In France, the emergence of the second wave coincided with the gradual drop in temperatures, notwithstanding the supposed relaxation of certain social distancing gestures, and tends to reinforce the hypothesis of a significant effect of temperature on the incidence and death rate of COVID-19. Our results are consistent with those found in China [18] and Spain in the Barcelona region [19]. Tobias and Molina [19] found that a 1°C increase in maximum temperature reduced the incidence rate by 7.5% on the same day. Holtman et al. [20] found that ambient temperature plays a significant role in the spread of COVID-19 by promoting the survival of the virus in the environment when temperatures are low. Wang et al. [14] reported that low temperature and low humidity significantly contributed to the transmission and survival of coronaviruses. For these authors, ‘strict public health strategies should be continued when temperature drops in most parts of the country so as to prevent reversal of the epidemic’. Coker et al. [15] found a negative association between temperature and COVID-19 mortality. In contrast, Sobral et al. [43] found no significant correlation between the COVID-19 mortality rates and temperature.

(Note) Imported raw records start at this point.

//! Discovery-backed client.
//!
//! An [`XClient`] asks a [`Discovery`] directory for an address per call,
//! keeps one [`Client`] session per address, and can fan one call out to
//! every known server.
//!
//! # Example
//!
//! ```ignore
//! use std::sync::Arc;
//! use callwire::{MultiServerDiscovery, Options, SelectMode, XClient};
//!
//! let discovery = MultiServerDiscovery::new(vec![
//!     "tcp@127.0.0.1:9001".to_string(),
//!     "tcp@127.0.0.1:9002".to_string(),
//! ]);
//! let xc = XClient::new(Arc::new(discovery), SelectMode::RoundRobin, Options::default());
//!
//! let sum: i64 = xc.call("Foo.Sum", &(1, 2)).await?;
//! let any: i64 = xc.broadcast("Foo.Sum", &(3, 4)).await?;
//! xc.close().await?;
//! ```

mod discovery;

pub use discovery::{
    Discovery, MultiServerDiscovery, RegistryDiscovery, SelectMode, DEFAULT_UPDATE_TIMEOUT,
};

use std::collections::HashMap;
use std::sync::Arc;
use std::time::Duration;

use futures::stream::{FuturesUnordered, StreamExt};
use serde::de::DeserializeOwned;
use serde::Serialize;
use tokio::sync::Mutex;

use crate::client::Client;
use crate::control::Options;
use crate::error::{Result, RpcError};

/// Client that load-balances across the servers of a [`Discovery`].
pub struct XClient {
    discovery: Arc<dyn Discovery>,
    mode: SelectMode,
    options: Options,
    clients: Mutex<HashMap<String, Arc<Client>>>,
}

impl XClient {
    /// Create a client selecting servers from `discovery` with `mode`.
    pub fn new(discovery: Arc<dyn Discovery>, mode: SelectMode, options: Options) -> Self {
        Self {
            discovery,
            mode,
            options,
            clients: Mutex::new(HashMap::new()),
        }
    }

    /// The directory this client selects from.
    pub fn discovery(&self) -> &Arc<dyn Discovery> {
        &self.discovery
    }

    /// Cached session for `address`, dialing a new one if needed.
    ///
    /// A cached session that is no longer available is closed and replaced.
    async fn dial(&self, address: &str) -> Result<Arc<Client>> {
        let mut clients = self.clients.lock().await;

        if let Some(client) = clients.get(address) {
            if client.is_available() {
                return Ok(Arc::clone(client));
            }
            tracing::debug!(addr = address, "replacing unavailable session");
            if let Some(stale) = clients.remove(address) {
                let _ = stale.close().await;
            }
        }

        let client = Arc::new(Client::dial(address, self.options.clone()).await?);
        clients.insert(address.to_string(), Arc::clone(&client));
        Ok(client)
    }

    /// Call `service_method` on one server chosen by the select mode.
    pub async fn call<A, R>(&self, service_method: &str, args: &A) -> Result<R>
    where
        A: Serialize + ?Sized,
        R: DeserializeOwned,
    {
        let address = self.discovery.get(self.mode).await?;
        let client = self.dial(&address).await?;
        client.call(service_method, args).await
    }

    /// Like [`call`](Self::call), bounded by `budget` once the session is up.
    pub async fn call_timeout<A, R>(
        &self,
        service_method: &str,
        args: &A,
        budget: Duration,
    ) -> Result<R>
    where
        A: Serialize + ?Sized,
        R: DeserializeOwned,
    {
        let address = self.discovery.get(self.mode).await?;
        let client = self.dial(&address).await?;
        client.call_timeout(service_method, args, budget).await
    }

    /// Call `service_method` on every known server.
    ///
    /// Returns the first error (abandoning the remaining waits) or else one
    /// of the successful replies. Fails with [`RpcError::NoAvailableServers`]
    /// when the directory is empty.
    pub async fn broadcast<A, R>(&self, service_method: &str, args: &A) -> Result<R>
    where
        A: Serialize + ?Sized,
        R: DeserializeOwned,
    {
        let servers = self.discovery.get_all().await?;
        if servers.is_empty() {
            return Err(RpcError::NoAvailableServers);
        }

        let mut calls = FuturesUnordered::new();
        for address in &servers {
            let client = self.dial(address).await?;
            calls.push(client.go::<A, R>(service_method, args).await);
        }

        let mut reply = None;
        while let Some(result) = calls.next().await {
            match result {
                Ok(value) => {
                    if reply.is_none() {
                        reply = Some(value);
                    }
                }
                Err(e) => {
                    tracing::debug!(service_method, error = %e, "broadcast failed");
                    return Err(e);
                }
            }
        }

        reply.ok_or(RpcError::NoAvailableServers)
    }

    /// Close every cached session.
    pub async fn close(&self) -> Result<()> {
        let mut clients = self.clients.lock().await;
        for (address, client) in clients.drain() {
            if let Err(e) = client.close().await {
                tracing::debug!(addr = %address, error = %e, "close session failed");
            }
        }
        Ok(())
    }
}

#[cfg(test)]
mod tests {
    use super::*;

    #[tokio::test]
    async fn test_call_without_servers() {
        let xc = XClient::new(
            Arc::new(MultiServerDiscovery::new(Vec::new())),
            SelectMode::RoundRobin,
            Options::default(),
        );

        let call: Result<i64> = xc.call("Foo.Sum", &(1, 2)).await;
        assert!(matches!(call, Err(RpcError::NoAvailableServers)));

        let broadcast: Result<i64> = xc.broadcast("Foo.Sum", &(1, 2)).await;
        assert!(matches!(broadcast, Err(RpcError::NoAvailableServers)));
    }

    #[tokio::test]
    async fn test_call_bad_address() {
        let xc = XClient::new(
            Arc::new(MultiServerDiscovery::new(vec!["udp@127.0.0.1:1".to_string()])),
            SelectMode::Random,
            Options::default(),
        );

        let call: Result<i64> = xc.call("Foo.Sum", &(1, 2)).await;
        assert!(matches!(call, Err(RpcError::InvalidAddress(_))));
        xc.close().await.unwrap();
    }
}
//! Handshake record and its exchange.
//!
//! # Example
//!
//! ```
//! use callwire::control::{build_options_line, Options};
//! use callwire::CodecType;
//!
//! let opts = Options::default().with_codec(CodecType::Json);
//! let line = build_options_line(&opts).unwrap();
//! assert!(line.ends_with('\n'));
//! assert!(line.contains("application/json"));
//! ```

use std::time::Duration;

use serde::{Deserialize, Serialize};
use tokio::io::{AsyncRead, AsyncWrite, AsyncWriteExt};

use crate::codec::CodecType;
use crate::error::{Result, RpcError};
use crate::transport::FrameReader;

/// Identifies the protocol family in every handshake.
pub const MAGIC_NUMBER: u32 = 0x3bef5c;

/// Default budget for connecting plus handshaking.
pub const DEFAULT_CONNECT_TIMEOUT: Duration = Duration::from_secs(10);

/// Protocol parameters fixed for the life of a connection.
///
/// Zero durations mean "unbounded".
#[derive(Debug, Clone, PartialEq, Eq, Serialize, Deserialize)]
#[serde(rename_all = "camelCase")]
pub struct Options {
    /// Must equal [`MAGIC_NUMBER`].
    pub magic_number: u32,
    /// Codec for every header and body after the handshake.
    pub codec_type: CodecType,
    /// Budget for connecting plus handshaking (client side).
    #[serde(with = "duration_ms")]
    pub connect_timeout: Duration,
    /// Budget the server gives each request.
    #[serde(with = "duration_ms")]
    pub handle_timeout: Duration,
}

impl Default for Options {
    fn default() -> Self {
        Self {
            magic_number: MAGIC_NUMBER,
            codec_type: CodecType::default(),
            connect_timeout: DEFAULT_CONNECT_TIMEOUT,
            handle_timeout: Duration::ZERO,
        }
    }
}

impl Options {
    /// Use `codec` for the connection.
    pub fn with_codec(mut self, codec: CodecType) -> Self {
        self.codec_type = codec;
        self
    }

    /// Bound connect + handshake (zero = unbounded).
    pub fn with_connect_timeout(mut self, timeout: Duration) -> Self {
        self.connect_timeout = timeout;
        self
    }

    /// Ask the server to bound each request (zero = unbounded).
    pub fn with_handle_timeout(mut self, timeout: Duration) -> Self {
        self.handle_timeout = timeout;
        self
    }

    /// Check that the peer speaks this protocol.
    pub fn validate(&self) -> Result<()> {
        if self.magic_number != MAGIC_NUMBER {
            return Err(RpcError::InvalidMagicNumber(self.magic_number));
        }
        Ok(())
    }
}

/// Build the handshake line (JSON + `\n`).
pub fn build_options_line(options: &Options) -> Result<String> {
    let mut line = serde_json::to_string(options)?;
    line.push('\n');
    Ok(line)
}

/// Write the handshake line and flush.
pub async fn write_options<W>(writer: &mut W, options: &Options) -> Result<()>
where
    W: AsyncWrite + Unpin + ?Sized,
{
    let line = build_options_line(options)?;
    writer.write_all(line.as_bytes()).await?;
    writer.flush().await?;
    Ok(())
}

/// Read and validate the handshake line.
///
/// # Errors
///
/// Malformed JSON, an unknown codec, or a wrong magic number.
pub async fn read_options<R>(reader: &mut FrameReader<R>) -> Result<Options>
where
    R: AsyncRead + Unpin,
{
    let line = reader.read_line().await?;
    let options: Options = serde_json::from_slice(&line)?;
    options.validate()?;
    Ok(options)
}

/// Durations as integer milliseconds.
mod duration_ms {
    use std::time::Duration;

    use serde::{Deserialize, Deserializer, Serializer};

    pub fn serialize<S: Serializer>(value: &Duration, serializer: S) -> Result<S::Ok, S::Error> {
        let millis = u64::try_from(value.as_millis()).unwrap_or(u64::MAX);
        serializer.serialize_u64(millis)
    }

    pub fn deserialize<'de, D: Deserializer<'de>>(deserializer: D) -> Result<Duration, D::Error> {
        u64::deserialize(deserializer).map(Duration::from_millis)
    }
}
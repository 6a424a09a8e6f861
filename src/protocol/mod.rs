//! Protocol module - header, framing, and frame types.
//!
//! This module implements the frame stream that follows the handshake:
//! - 8-byte length prefix encoding/decoding
//! - `Header` carried in every frame
//! - Frame buffer for accumulating partial reads

mod frame;
mod frame_buffer;
mod wire_format;

pub use frame::{Frame, RawFrame};
pub use frame_buffer::FrameBuffer;
pub use wire_format::{
    decode_prefix, encode_prefix, split_service_method, Header, DEFAULT_MAX_FRAME_SIZE,
    PREFIX_SIZE,
};
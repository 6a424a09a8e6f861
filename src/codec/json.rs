//! JSON codec using `serde_json`.

use crate::error::Result;

/// JSON codec, mostly useful for debugging a connection by eye.
pub struct JsonCodec;

impl JsonCodec {
    /// Encode a value to JSON bytes.
    #[inline]
    pub fn encode<T: serde::Serialize + ?Sized>(value: &T) -> Result<Vec<u8>> {
        Ok(serde_json::to_vec(value)?)
    }

    /// Decode JSON bytes to a value.
    #[inline]
    pub fn decode<T: serde::de::DeserializeOwned>(bytes: &[u8]) -> Result<T> {
        Ok(serde_json::from_slice(bytes)?)
    }
}
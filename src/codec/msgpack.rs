//! MsgPack codec using `rmp-serde`.
//!
//! Structs are always written with `to_vec_named` (struct-as-map), so a
//! peer can decode them by field name rather than by position.
//!
//! # Example
//!
//! ```
//! use callwire::codec::MsgPackCodec;
//! use serde::{Serialize, Deserialize};
//!
//! #[derive(Serialize, Deserialize, PartialEq, Debug)]
//! struct Args {
//!     num1: i32,
//!     num2: i32,
//! }
//!
//! let args = Args { num1: 1, num2: 3 };
//! let encoded = MsgPackCodec::encode(&args).unwrap();
//! let decoded: Args = MsgPackCodec::decode(&encoded).unwrap();
//! assert_eq!(decoded, args);
//! ```

use crate::error::Result;

/// MessagePack codec for structured data.
pub struct MsgPackCodec;

impl MsgPackCodec {
    /// Encode a value to MsgPack bytes (struct-as-map).
    ///
    /// # Errors
    ///
    /// Returns error if the value cannot be serialized.
    #[inline]
    pub fn encode<T: serde::Serialize + ?Sized>(value: &T) -> Result<Vec<u8>> {
        Ok(rmp_serde::to_vec_named(value)?)
    }

    /// Decode MsgPack bytes to a value.
    ///
    /// # Errors
    ///
    /// Returns error if the bytes cannot be deserialized to type T.
    #[inline]
    pub fn decode<T: serde::de::DeserializeOwned>(bytes: &[u8]) -> Result<T> {
        Ok(rmp_serde::from_slice(bytes)?)
    }
}
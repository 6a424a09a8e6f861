//! Per-connection dispatcher.
//!
//! One dispatcher runs per accepted stream:
//! 1. Read and validate the handshake within the handshake timeout
//!    (rejection or expiry closes without a reply)
//! 2. Spawn the response writer task
//! 3. Read frames in order; resolve and decode each request, then hand it to
//!    a handler task
//! 4. On EOF or an unreadable frame, wait for every handler, then let the
//!    writer drain and close
//!
//! Each handler owns exactly one response. The method itself runs in a
//! separate task that never sees the writer, so when the handle timeout wins
//! the race the late result has nowhere to go.

use std::sync::Arc;
use std::time::Duration;

use bytes::Bytes;
use tokio::io::{AsyncRead, AsyncWrite, AsyncWriteExt};
use tokio::sync::{OwnedSemaphorePermit, Semaphore};
use tokio::task::{JoinError, JoinSet};

use super::registry::ServiceRegistry;
use super::service::{Argv, MethodType, Service};
use crate::codec::CodecType;
use crate::control::read_options;
use crate::error::RpcError;
use crate::protocol::{Frame, Header};
use crate::transport::FrameReader;
use crate::writer::{spawn_writer_task, OutboundFrame, WriterConfig, WriterHandle};

/// Per-connection limits, fixed by the server builder.
#[derive(Debug, Clone)]
pub(crate) struct ConnConfig {
    pub max_concurrent_handlers: usize,
    pub writer_config: WriterConfig,
    pub max_frame_size: u32,
    /// Budget for the handshake line; zero means unbounded.
    pub handshake_timeout: Duration,
}

/// A request ready to run.
struct Request {
    header: Header,
    method: Arc<MethodType>,
    argv: Argv,
}

/// Serve one connection until the peer goes away.
pub(crate) async fn serve_conn<S>(registry: Arc<ServiceRegistry>, config: ConnConfig, stream: S)
where
    S: AsyncRead + AsyncWrite + Send + 'static,
{
    let (read_half, mut write_half) = tokio::io::split(stream);
    let mut reader = FrameReader::with_max_frame_size(read_half, config.max_frame_size);

    let handshake = read_options(&mut reader);
    let handshake = if config.handshake_timeout.is_zero() {
        Ok(handshake.await)
    } else {
        tokio::time::timeout(config.handshake_timeout, handshake).await
    };

    let options = match handshake {
        Ok(Ok(options)) => options,
        Ok(Err(e)) => {
            tracing::warn!(error = %e, "handshake rejected");
            let _ = write_half.shutdown().await;
            return;
        }
        Err(_) => {
            tracing::warn!(timeout = ?config.handshake_timeout, "handshake timed out");
            let _ = write_half.shutdown().await;
            return;
        }
    };
    let codec = options.codec_type;
    let handle_timeout = options.handle_timeout;
    tracing::debug!(%codec, ?handle_timeout, "connection accepted");

    let (writer, writer_task) = spawn_writer_task(write_half, config.writer_config);
    let semaphore = Arc::new(Semaphore::new(config.max_concurrent_handlers.max(1)));
    let mut handlers = JoinSet::new();

    loop {
        let frame = match reader.read_frame(codec).await {
            Ok(Some(frame)) => frame,
            Ok(None) => break,
            Err(e) => {
                tracing::debug!(error = %e, "read header failed");
                break;
            }
        };

        // Reap finished handlers so the set stays small on long connections.
        while handlers.try_join_next().is_some() {}

        let request = match prepare(&registry, frame, codec) {
            Ok(request) => request,
            Err((header, e)) => {
                tracing::debug!(seq = header.seq, service_method = %header.service_method, error = %e, "request rejected");
                send_response(&writer, header.with_error(e.to_string()), None, codec).await;
                continue;
            }
        };

        // Reading pauses here while the handler limit is reached.
        let Ok(permit) = Arc::clone(&semaphore).acquire_owned().await else {
            break;
        };
        handlers.spawn(handle_request(
            request,
            writer.clone(),
            codec,
            handle_timeout,
            permit,
        ));
    }

    while handlers.join_next().await.is_some() {}
    drop(writer);

    match writer_task.await {
        Ok(Ok(())) => tracing::debug!("connection closed"),
        Ok(Err(e)) => tracing::debug!(error = %e, "connection closed after write failure"),
        Err(e) => tracing::error!(error = %e, "writer task failed"),
    }
}

/// Resolve the target method and decode the argument.
fn prepare(
    registry: &ServiceRegistry,
    frame: Frame,
    codec: CodecType,
) -> Result<Request, (Header, RpcError)> {
    let Frame { header, body } = frame;

    let method = match registry.find_service(&header.service_method) {
        Ok((_, method)) => method,
        Err(e) => return Err((header, e)),
    };
    let argv = match method.decode_argv(codec, &body) {
        Ok(argv) => argv,
        Err(e) => return Err((header, e)),
    };

    Ok(Request {
        header,
        method,
        argv,
    })
}

/// Run one request and write its single response.
async fn handle_request(
    request: Request,
    writer: WriterHandle,
    codec: CodecType,
    handle_timeout: Duration,
    _permit: OwnedSemaphorePermit,
) {
    let Request {
        header,
        method,
        argv,
    } = request;

    let invocation = tokio::spawn(Service::call(&method, argv, codec));

    let outcome = if handle_timeout.is_zero() {
        invocation.await
    } else {
        match tokio::time::timeout(handle_timeout, invocation).await {
            Ok(outcome) => outcome,
            Err(_) => {
                // Dropping the JoinHandle detaches the invocation.
                tracing::warn!(seq = header.seq, service_method = %header.service_method, ?handle_timeout, "request handle timeout");
                let error = RpcError::HandleTimeout(handle_timeout).to_string();
                send_response(&writer, header.with_error(error), None, codec).await;
                return;
            }
        }
    };

    match outcome {
        Ok(Ok(reply)) => send_response(&writer, header, Some(reply), codec).await,
        Ok(Err(error)) => {
            tracing::debug!(seq = header.seq, service_method = %header.service_method, %error, "method returned error");
            send_response(&writer, header.with_error(error), None, codec).await;
        }
        Err(e) => {
            let error = panic_error(e);
            tracing::error!(seq = header.seq, service_method = %header.service_method, %error, "method failed");
            send_response(&writer, header.with_error(error.to_string()), None, codec).await;
        }
    }
}

fn panic_error(e: JoinError) -> RpcError {
    if e.is_panic() {
        RpcError::Internal("method panicked".to_string())
    } else {
        RpcError::Internal(e.to_string())
    }
}

/// Queue one response. Error responses carry an empty body.
async fn send_response(writer: &WriterHandle, header: Header, body: Option<Bytes>, codec: CodecType) {
    let frame = match body {
        Some(body) => OutboundFrame::new(&header, body, codec),
        None => OutboundFrame::encode(&header, &(), codec),
    };

    let frame = match frame {
        Ok(frame) => frame,
        Err(e) => {
            tracing::error!(seq = header.seq, error = %e, "encode response failed");
            return;
        }
    };

    if let Err(e) = writer.send(frame).await {
        tracing::debug!(seq = header.seq, error = %e, "write response failed");
    }
}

Finally, our study confirms and extends the results of previous studies concerning the impact of environmental factors on the COVID-19 mortality rate.
The long observation period of cumulative deaths due to the COVID-19, from March to December 2020, has indeed made it possible to highlight the influence of the duration and extent of the spread of the COVID-19 on most of the results of previous studies. Typically, the significant positive association between the COVID-19 mortality rate and long-term exposure to PM2.5 did not cease until 1 December 2020, while the relationship between the mean annual temperature and COVID-19 mortality rate did not appear until 1 November 2020. This last period coincided with what many specialists called the second wave of the pandemic, which was observed in several European countries (such as the UK, Germany, Spain, Belgium, Portugal, and Italy). This second wave gained momentum as the temperature gradually dropped, resulting in more deaths than the first wave. Future research with data from other countries is needed to evaluate the consistency of the relationships observed in France between COVID-19 mortality and environmental factors. Likewise, the results of our study encourage us to pursue investigations with individual data when they are available and publicly accessible.
Limitations
This study presents some inherent limitations to the ecological analysis, and our findings should be interpreted with caution due to some biases related to ecological data. First, within departments, long-term exposure to PM2.5 and COVID-19 deaths could vary from place to place, masking the heterogeneity within them. Second, the lack of individual data on COVID-19 deaths did not allow investigation of the precise long-term impact. In addition, the cross-sectional design of this study and the constraint of available data could also constitute limitations, as it is difficult to predict the evolution of the associations observed with time and the duration of the coronavirus pandemic itself. Furthermore, the COVID-19 pandemic is ongoing; hence, the study findings could change. Hence, the study results these should be considered intermediate results.